The Families of Flowering Plants

L. Watson and M. J. Dallwitz


Hostaceae B. Mathew

Alternatively Funkiaceae Horan.

~ Liliaceae, Agavaceae and Alliaceae with fibrous or tuberous rootstock

Including Hesperocallidaceae Traub

Habit and leaf form. Herbs (or basally woody). Perennial; with a basal aggregation of leaves; cormous, or rhizomatous (the roots often fleshy). Leaves alternate; spiral; petiolate, or sessile; sheathing. Leaf sheaths with free margins. Leaves simple. Lamina entire; linear to lanceolate, or oblong to ovate; pinnately veined (parallel-pinnate), or parallel-veined. Lamina margins entire.

Leaf anatomy. Stomata present; anomocytic.

Lamina dorsiventral. The mesophyll containing calcium oxalate crystals. The mesophyll crystals raphides and solitary-prismatic. Vessels absent.

Stem anatomy. Secondary thickening absent. Xylem without vessels.

Root anatomy.

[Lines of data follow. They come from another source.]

use lazy_static::lazy_static;
use prometheus::{Encoder, IntCounter, IntGauge, Registry, TextEncoder};

lazy_static! {
    pub static ref REGISTRY: Registry = Registry::new();
    pub static ref ACTIVE_USERS: IntGauge = IntGauge::new(
        "stampede_active_users",
        "Number of currently running virtual users"
    )
    .expect("metric can be created");
    pub static ref REQUESTS_TOTAL: IntCounter = IntCounter::new(
        "stampede_requests_total",
        "Total number of requests issued across all virtual users"
    )
    .expect("metric can be created");
    /// Count of requests that ended in a network error or non-success status
    pub static ref REQUEST_FAILURES: IntCounter = IntCounter::new(
        "stampede_request_failures_total",
        "Total number of requests that failed (transport error or non-success status)"
    )
    .expect("metric can be created");
}

pub fn register_metrics() {
    let _ = REGISTRY.register(Box::new(ACTIVE_USERS.clone()));
    let _ = REGISTRY.register(Box::new(REQUESTS_TOTAL.clone()));
    let _ = REGISTRY.register(Box::new(REQUEST_FAILURES.clone()));
}

pub fn render_metrics() -> String {
    let metric_families = REGISTRY.gather();
    let encoder = TextEncoder::new();
    let mut buffer = Vec::new();

    if let Err(e) = encoder.encode(&metric_families, &mut buffer) {
        return format!("# Error encoding metrics: {}", e);
    }

    String::from_utf8(buffer).unwrap_or_else(|_| "# Error: Invalid UTF8".to_string())
}
use serde::Serialize;
use std::collections::HashMap;
use std::time::{Duration, SystemTime};
use tokio::sync::{mpsc, oneshot};
use tokio::task::JoinHandle;
use tracing::debug;

/// One completed action from one virtual user. Ownership moves to the
/// collector as soon as the record is produced; it is never mutated.
#[derive(Debug, Clone)]
pub struct OutcomeRecord {
    pub action_name: String,
    pub started_at: SystemTime,
    pub duration: Duration,
    pub succeeded: bool,
    pub status_code: Option<u16>,
}

/// Summary derived from the records observed so far. Always recomputed
/// from the raw records on request; the raw records stay the source of
/// truth.
#[derive(Debug, Clone, Default, Serialize)]
pub struct AggregateStats {
    pub total_count: usize,
    pub per_action: HashMap<String, ActionStats>,
}

#[derive(Debug, Clone, Serialize)]
pub struct ActionStats {
    pub count: usize,
    pub success_count: usize,
    pub min: Duration,
    pub max: Duration,
    pub mean: Duration,
    pub p50: Duration,
    pub p90: Duration,
    pub p99: Duration,
}

enum StatsMessage {
    Record(OutcomeRecord),
    Snapshot(oneshot::Sender<AggregateStats>),
}

/// Cloneable sender side of the collector. Every virtual user holds one;
/// records travel over the channel so no lock is shared across users.
#[derive(Clone)]
pub struct StatsHandle {
    tx: mpsc::UnboundedSender<StatsMessage>,
}

impl StatsHandle {
    /// Never blocks. A record sent after the collector has shut down is
    /// dropped silently; by then the run is over.
    pub fn record(&self, outcome: OutcomeRecord) {
        crate::metrics::REQUESTS_TOTAL.inc();
        if !outcome.succeeded {
            crate::metrics::REQUEST_FAILURES.inc();
        }
        let _ = self.tx.send(StatsMessage::Record(outcome));
    }

    /// Consistent view of every record the collector had accepted before
    /// this call; records racing in concurrently may or may not appear.
    pub async fn snapshot(&self) -> AggregateStats {
        let (reply_tx, reply_rx) = oneshot::channel();
        if self.tx.send(StatsMessage::Snapshot(reply_tx)).is_err() {
            return AggregateStats::default();
        }
        reply_rx.await.unwrap_or_default()
    }
}

/// Spawns the single collector task that owns the record store. The task
/// exits once every `StatsHandle` clone has been dropped.
pub fn spawn_collector() -> (StatsHandle, JoinHandle<()>) {
    let (tx, mut rx) = mpsc::unbounded_channel();

    let handle = tokio::spawn(async move {
        let mut records: Vec<OutcomeRecord> = Vec::new();
        while let Some(msg) = rx.recv().await {
            match msg {
                StatsMessage::Record(outcome) => records.push(outcome),
                StatsMessage::Snapshot(reply) => {
                    let _ = reply.send(compute_stats(&records));
                }
            }
        }
        debug!(records = records.len(), "Stats collector drained");
    });

    (StatsHandle { tx }, handle)
}

fn compute_stats(records: &[OutcomeRecord]) -> AggregateStats {
    let mut grouped: HashMap<&str, Vec<&OutcomeRecord>> = HashMap::new();
    for record in records {
        grouped
            .entry(record.action_name.as_str())
            .or_default()
            .push(record);
    }

    let mut per_action = HashMap::new();
    for (name, group) in grouped {
        let success_count = group.iter().filter(|r| r.succeeded).count();
        let mut latencies: Vec<Duration> = group.iter().map(|r| r.duration).collect();
        latencies.sort_unstable();

        let count = latencies.len();
        let total: Duration = latencies.iter().sum();
        let percentile = |p: f64| -> Duration {
            let rank = ((p / 100.0) * (count as f64 - 1.0)).round() as usize;
            latencies[rank]
        };

        per_action.insert(
            name.to_string(),
            ActionStats {
                count,
                success_count,
                min: latencies[0],
                max: latencies[count - 1],
                mean: total / count as u32,
                p50: percentile(50.0),
                p90: percentile(90.0),
                p99: percentile(99.0),
            },
        );
    }

    AggregateStats {
        total_count: records.len(),
        per_action,
    }
}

Root xylem with vessels (with scalariform perforation plates).

Reproductive type, pollination. Plants hermaphrodite. Floral nectaries present. Nectar secretion from the gynoecium (from septal nectaries).

Inflorescence, floral, fruit and seed morphology. Flowers aggregated in ‘inflorescences’; in racemes. The terminal inflorescence unit racemose. Inflorescences scapiflorous; simple scapigerous racemes; espatheate. Flowers bracteate; medium-sized; regular (or nearly so); 3 merous; cyclic; pentacyclic. Perigone tube present (cylindrical, campanulate or funnel-shaped, the lobes of variable length and sometimes recurved). Hypogynous disk absent.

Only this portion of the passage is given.